TO DO: Using the records below, output the stretch that opens with the line containing "values are skipped" and closes with the line containing "pub fn classify(path: &str)", exactly and including both lines, with nothing more.

[[ RECORD SET, beginning ]]

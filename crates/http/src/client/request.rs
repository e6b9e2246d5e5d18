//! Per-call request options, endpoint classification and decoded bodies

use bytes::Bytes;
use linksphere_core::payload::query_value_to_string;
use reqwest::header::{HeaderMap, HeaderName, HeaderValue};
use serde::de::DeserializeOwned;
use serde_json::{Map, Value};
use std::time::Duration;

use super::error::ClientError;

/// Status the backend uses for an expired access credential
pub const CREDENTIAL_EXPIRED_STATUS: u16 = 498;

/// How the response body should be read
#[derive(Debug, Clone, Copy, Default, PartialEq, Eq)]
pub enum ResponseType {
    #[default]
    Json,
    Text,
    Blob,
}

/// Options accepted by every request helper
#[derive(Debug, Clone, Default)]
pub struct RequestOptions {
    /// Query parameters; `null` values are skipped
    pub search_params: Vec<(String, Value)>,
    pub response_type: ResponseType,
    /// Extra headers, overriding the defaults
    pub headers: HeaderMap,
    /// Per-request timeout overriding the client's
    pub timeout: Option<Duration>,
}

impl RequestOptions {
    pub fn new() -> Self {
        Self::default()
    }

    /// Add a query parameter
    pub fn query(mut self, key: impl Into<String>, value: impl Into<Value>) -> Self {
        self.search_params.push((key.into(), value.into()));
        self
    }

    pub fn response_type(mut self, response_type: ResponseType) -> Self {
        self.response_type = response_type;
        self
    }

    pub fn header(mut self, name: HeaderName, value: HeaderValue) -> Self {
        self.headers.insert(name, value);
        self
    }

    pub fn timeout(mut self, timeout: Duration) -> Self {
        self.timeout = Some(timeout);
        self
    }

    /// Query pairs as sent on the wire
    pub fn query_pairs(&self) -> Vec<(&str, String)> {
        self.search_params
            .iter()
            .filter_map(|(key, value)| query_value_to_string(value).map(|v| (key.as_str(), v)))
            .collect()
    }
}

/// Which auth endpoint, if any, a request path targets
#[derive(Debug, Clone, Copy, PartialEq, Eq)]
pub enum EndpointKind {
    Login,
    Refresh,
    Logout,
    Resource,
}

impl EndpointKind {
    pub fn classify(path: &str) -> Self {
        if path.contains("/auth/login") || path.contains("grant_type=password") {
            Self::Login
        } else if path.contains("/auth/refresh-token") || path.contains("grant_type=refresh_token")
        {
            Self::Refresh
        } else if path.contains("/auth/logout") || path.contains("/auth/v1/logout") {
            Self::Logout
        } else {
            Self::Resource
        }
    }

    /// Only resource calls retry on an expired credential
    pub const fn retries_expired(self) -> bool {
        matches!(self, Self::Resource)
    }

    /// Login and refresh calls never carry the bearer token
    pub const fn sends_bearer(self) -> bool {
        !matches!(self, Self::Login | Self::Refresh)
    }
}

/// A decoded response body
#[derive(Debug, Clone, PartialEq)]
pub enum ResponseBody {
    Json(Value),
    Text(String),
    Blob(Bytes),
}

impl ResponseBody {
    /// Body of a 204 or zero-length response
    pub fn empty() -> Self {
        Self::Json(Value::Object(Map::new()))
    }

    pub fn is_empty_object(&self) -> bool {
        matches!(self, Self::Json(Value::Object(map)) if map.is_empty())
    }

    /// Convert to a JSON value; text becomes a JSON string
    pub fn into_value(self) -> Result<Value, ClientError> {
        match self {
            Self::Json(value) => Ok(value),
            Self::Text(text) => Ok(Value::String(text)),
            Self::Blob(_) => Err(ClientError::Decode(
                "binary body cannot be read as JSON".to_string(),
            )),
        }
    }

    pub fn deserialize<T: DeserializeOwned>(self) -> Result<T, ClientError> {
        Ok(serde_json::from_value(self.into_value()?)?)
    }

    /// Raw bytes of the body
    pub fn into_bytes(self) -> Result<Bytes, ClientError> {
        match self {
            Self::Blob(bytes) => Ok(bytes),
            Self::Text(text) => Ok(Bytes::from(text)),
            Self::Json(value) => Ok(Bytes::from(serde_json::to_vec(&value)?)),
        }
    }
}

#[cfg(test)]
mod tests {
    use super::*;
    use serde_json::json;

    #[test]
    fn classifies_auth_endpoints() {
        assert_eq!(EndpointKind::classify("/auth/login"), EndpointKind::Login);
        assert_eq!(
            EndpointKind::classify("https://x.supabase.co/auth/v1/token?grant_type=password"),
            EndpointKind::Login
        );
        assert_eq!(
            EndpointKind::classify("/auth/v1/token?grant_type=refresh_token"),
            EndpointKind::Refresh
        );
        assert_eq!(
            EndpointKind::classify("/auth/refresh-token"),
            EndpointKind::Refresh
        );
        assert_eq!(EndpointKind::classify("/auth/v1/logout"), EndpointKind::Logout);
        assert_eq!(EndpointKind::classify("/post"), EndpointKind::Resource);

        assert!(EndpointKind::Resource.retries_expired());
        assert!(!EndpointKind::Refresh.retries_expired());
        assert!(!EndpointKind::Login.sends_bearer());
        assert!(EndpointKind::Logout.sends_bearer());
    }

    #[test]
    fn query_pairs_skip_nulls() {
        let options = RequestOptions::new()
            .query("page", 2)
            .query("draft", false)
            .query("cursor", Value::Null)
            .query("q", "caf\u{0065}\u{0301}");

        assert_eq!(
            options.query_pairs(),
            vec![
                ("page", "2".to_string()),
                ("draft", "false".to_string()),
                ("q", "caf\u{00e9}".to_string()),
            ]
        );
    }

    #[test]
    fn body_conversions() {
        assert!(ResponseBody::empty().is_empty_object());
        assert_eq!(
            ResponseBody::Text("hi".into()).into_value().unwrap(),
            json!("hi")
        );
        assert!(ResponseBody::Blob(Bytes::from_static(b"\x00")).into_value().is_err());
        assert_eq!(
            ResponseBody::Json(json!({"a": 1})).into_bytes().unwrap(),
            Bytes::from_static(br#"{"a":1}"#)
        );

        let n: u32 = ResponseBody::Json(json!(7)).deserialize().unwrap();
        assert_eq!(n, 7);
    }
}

[[ RECORD SET, end ]]

RESULT FOR THIS TASK:
    /// Query parameters; `null` values are skipped
    pub search_params: Vec<(String, Value)>,
    pub response_type: ResponseType,
    /// Extra headers, overriding the defaults
    pub headers: HeaderMap,
    /// Per-request timeout overriding the client's
    pub timeout: Option<Duration>,
}

impl RequestOptions {
    pub fn new() -> Self {
        Self::default()
    }

    /// Add a query parameter
    pub fn query(mut self, key: impl Into<String>, value: impl Into<Value>) -> Self {
        self.search_params.push((key.into(), value.into()));
        self
    }

    pub fn response_type(mut self, response_type: ResponseType) -> Self {
        self.response_type = response_type;
        self
    }

    pub fn header(mut self, name: HeaderName, value: HeaderValue) -> Self {
        self.headers.insert(name, value);
        self
    }

    pub fn timeout(mut self, timeout: Duration) -> Self {
        self.timeout = Some(timeout);
        self
    }

    /// Query pairs as sent on the wire
    pub fn query_pairs(&self) -> Vec<(&str, String)> {
        self.search_params
            .iter()
            .filter_map(|(key, value)| query_value_to_string(value).map(|v| (key.as_str(), v)))
            .collect()
    }
}

/// Which auth endpoint, if any, a request path targets
#[derive(Debug, Clone, Copy, PartialEq, Eq)]
pub enum EndpointKind {
    Login,
    Refresh,
    Logout,
    Resource,
}

impl EndpointKind {
    pub fn classify(path: &str) -> Self {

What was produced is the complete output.